Неведомо для себя мы и впрямь представляем собой на деле кучку собравшихся с разных сторон приверженцев одной и той же невидимой церкви, — но всё же ученых и профессионалов, — что-то потихоньку мастерящих каждый в своем углу и однажды осознавших необходимость пройти, при всей своей неотёсанности, тернистым путём простейших философских истин — раз уж нам хотелось продолжать со спокойной душой трудиться своим руками, по-любительски, не желая осрамиться, как и положено тем, кто испытывает необоримую любовь и тягу к сущностной очевидности.
Я — это некая свобода и до какой-то степени — свобода, ответственная за свои мысли и дела. Значит, я — причина чего-то в цепи причин, и в центре той причины, которой я являюсь и не перестаю быть, укореняется в этом сознании память о той временной протяженности, которая движется вперед; одним словом, «я» пускает во мне корни и созидается. Я выстраиваю себя, и моё прошлое, т. е. моя вчерашняя свобода, есть более непреложная данность, единственная непреложная данность той среды, которая окружает меня ныне. Претерпеваемые мной стеснения я создаю себе сам.

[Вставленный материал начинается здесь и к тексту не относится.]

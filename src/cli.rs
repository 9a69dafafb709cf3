use std::path::PathBuf;

use clap::{Parser, Subcommand};

use crate::output::OutputFormat;

#[derive(Parser, Debug)]
#[command(name = "meta-checker")]
#[command(author, version, about = "Check meta annotations in compiled class files")]
#[command(long_about = "Scans compiled class files and archives for meta annotations \
    (weight, complexity, nullability, constraints and so on) and enforces their rules.\n\n\
    Exit codes:\n  \
    0 - All checks passed\n  \
    1 - Errors detected\n  \
    2 - Configuration or runtime error\n  \
    3 - Check aborted")]
pub struct Cli {
    /// Increase output verbosity (-v for debug, -vv for trace)
    #[arg(short, long, action = clap::ArgAction::Count, global = true)]
    pub verbose: u8,

    /// Only print warnings, errors and the summary
    #[arg(short, long, global = true)]
    pub quiet: bool,

    /// Path to configuration file (default: ./.meta-checker.toml)
    #[arg(short, long, global = true)]
    pub config: Option<PathBuf>,

    /// Skip loading configuration file
    #[arg(long, global = true)]
    pub no_config: bool,

    /// Summary format [possible values: text, json]
    #[arg(short, long, default_value = "text", global = true)]
    pub format: OutputFormat,

    #[command(subcommand)]
    pub command: Commands,
}

#[derive(Subcommand, Debug)]
pub enum Commands {
    /// Check annotations in a folder of class files
    Check(CheckArgs),

    /// Check class versions, resources and manifest of an archive
    CheckJar(JarArgs),
}

#[derive(Parser, Debug, Default)]
#[allow(clippy::struct_excessive_bools)]
pub struct CheckArgs {
    /// Folder with compiled classes (overrides config)
    pub target: Option<PathBuf>,

    /// Allowed class format, e.g. ">=1.8" or "<11"
    #[arg(long)]
    pub restrict_class_format: Option<String>,

    /// Annotation names to be recognized as errors (comma-separated)
    #[arg(long, value_delimiter = ',')]
    pub fail_for: Vec<String>,

    /// Canonical class name masks to skip, '*' and '?' allowed (repeatable)
    #[arg(long, short = 'x')]
    pub ignore: Vec<String>,

    /// Require @Nullable or @Nonnull on object results and arguments
    #[arg(long)]
    pub check_nullable: bool,

    /// Require @MayContainNull or @MustNotContainNull on collections and object arrays
    #[arg(long)]
    pub check_may_contain_null: bool,

    /// Max allowed weight, e.g. NORMAL
    #[arg(long)]
    pub max_weight: Option<String>,

    /// Max allowed time complexity, e.g. LINEAR or "O(n)"
    #[arg(long)]
    pub max_time_complexity: Option<String>,

    /// Max allowed memory complexity
    #[arg(long)]
    pub max_memory_complexity: Option<String>,

    /// Don't print the banner
    #[arg(long)]
    pub hide_banner: bool,

    /// Max number of printed class version violations
    #[arg(long)]
    pub violation_output_limit: Option<usize>,
}

#[derive(Parser, Debug, Default)]
pub struct JarArgs {
    /// Archive to check (overrides config)
    pub archive: Option<PathBuf>,

    /// Allowed class format, e.g. ">=1.8" or "<11"
    #[arg(long)]
    pub restrict_class_format: Option<String>,

    /// Ant patterns of class entries to inspect (repeatable)
    #[arg(long, short = 'I')]
    pub include: Vec<String>,

    /// Ant patterns of class entries to skip (repeatable)
    #[arg(long, short = 'x')]
    pub exclude: Vec<String>,

    /// Ant patterns which must match some entry (repeatable)
    #[arg(long)]
    pub expected: Vec<String>,

    /// Ant patterns which must not match any entry (repeatable)
    #[arg(long)]
    pub unexpected: Vec<String>,

    /// Keys required in META-INF/MANIFEST.MF (repeatable)
    #[arg(long)]
    pub manifest_has: Vec<String>,

    /// Keys forbidden in META-INF/MANIFEST.MF (repeatable)
    #[arg(long)]
    pub manifest_has_not: Vec<String>,

    /// Errors printed before the rest go to the debug log
    #[arg(long)]
    pub limit_output_errors: Option<usize>,

    /// Class version violations printed before the rest are only counted
    #[arg(long)]
    pub limit_illegal_versions: Option<usize>,
}

#[cfg(test)]
#[path = "cli_tests.rs"]
mod tests;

Ни одна система цивилизации не была больше, чем наша, основана на очевидности свободы. В нашей семье свободу мы всосали ещё с колыбели. Отцами наших мыслей были марафонские гоплиты, опрокинувшие в море наемников великого Царя, и Сократ был облачен в тяжелые доспехи афинских пехотинцев; ими были бедуины в пустыне, где им слышались голоса, призывавшие их — и в том числе нашего праотца Авраама — устремиться в путь, сняться с насиженных мест. И едва воцарялся добытый оружием мир, как возникала необходимость покинуть Ур Халдейский, Харран, а позднее и сняться с насиженных мест в Египте. У истоков этого странного латинско-христианского сообщества, которое породило Европу, я обнаруживаю сельского труженика, раба, ставшего крестьянином на своём наделе, моего предка, вынужденного по утрам и вечерам определять, обхватив голову руками, свой дневной урок. Уже нет никого, кто мог бы повелевать им, и в этом причина его достоинства и тревоги. За несколько веков нам удалось превратить миллионы людей в хозяев своего промысла, в микропредпринимателей, в работников хозяйства, горестно сознающих убожество своей лачуги и своего клочка земли. И вот почему мы открыли дорогу всем свободам; мы вынудили себя быть главным — если не единственным — лицом, несущим за нас ответственность; мы стали самыми сильными, самыми богатыми, возможно — самыми разумными и наверняка самыми действенными, и вполне естественно, что именно в этом мире, целиком и полностью построенном на бурном высвобождении и распространении свободы, создались эти странные системы, отрицающие нагляднейший психологический опыт человека, знающего, с какой мучительной тревогой ему придется, стоя на распутье, вечно сталкиваться с необходимостью выбора, обрекая себя подчас на полное истощение. Вот и сейчас, занеся перо над бумагой, я знаю, что мне точно так же предстоит совершить выбор слов в попытке выразить возникающую мысль, стараясь убедить вас, мой читатель.
Нет ничего понятнее, чем искушение отрицать очевидность. Можно ли не хотеть отрицать стесняющее меня препятствие? Можно ли быть свободным от искушения отрицать очевидность свободы, которая гнездится во мне и охватывает меня? Не ГУЛАГ — родина философии, отрицающей свободу, а, почти естественно, то общество, для которого использование свободы есть простой хлеб насущный. Отрицание свободы, вполне естественно, возникает из её претворения в жизнь, связанного с такой мучительной тревогой. Отрицать свободу не значит поддаваться искушению, прельщающему раба. Как наркомания — один из способов бежать от ежесекундной обязанности создавать себя и распадаться, так и отрицание свободы творит ещё больше зла, чем обременительное приятие выпавшей на мою долю непрестанной обязанности самосозидания.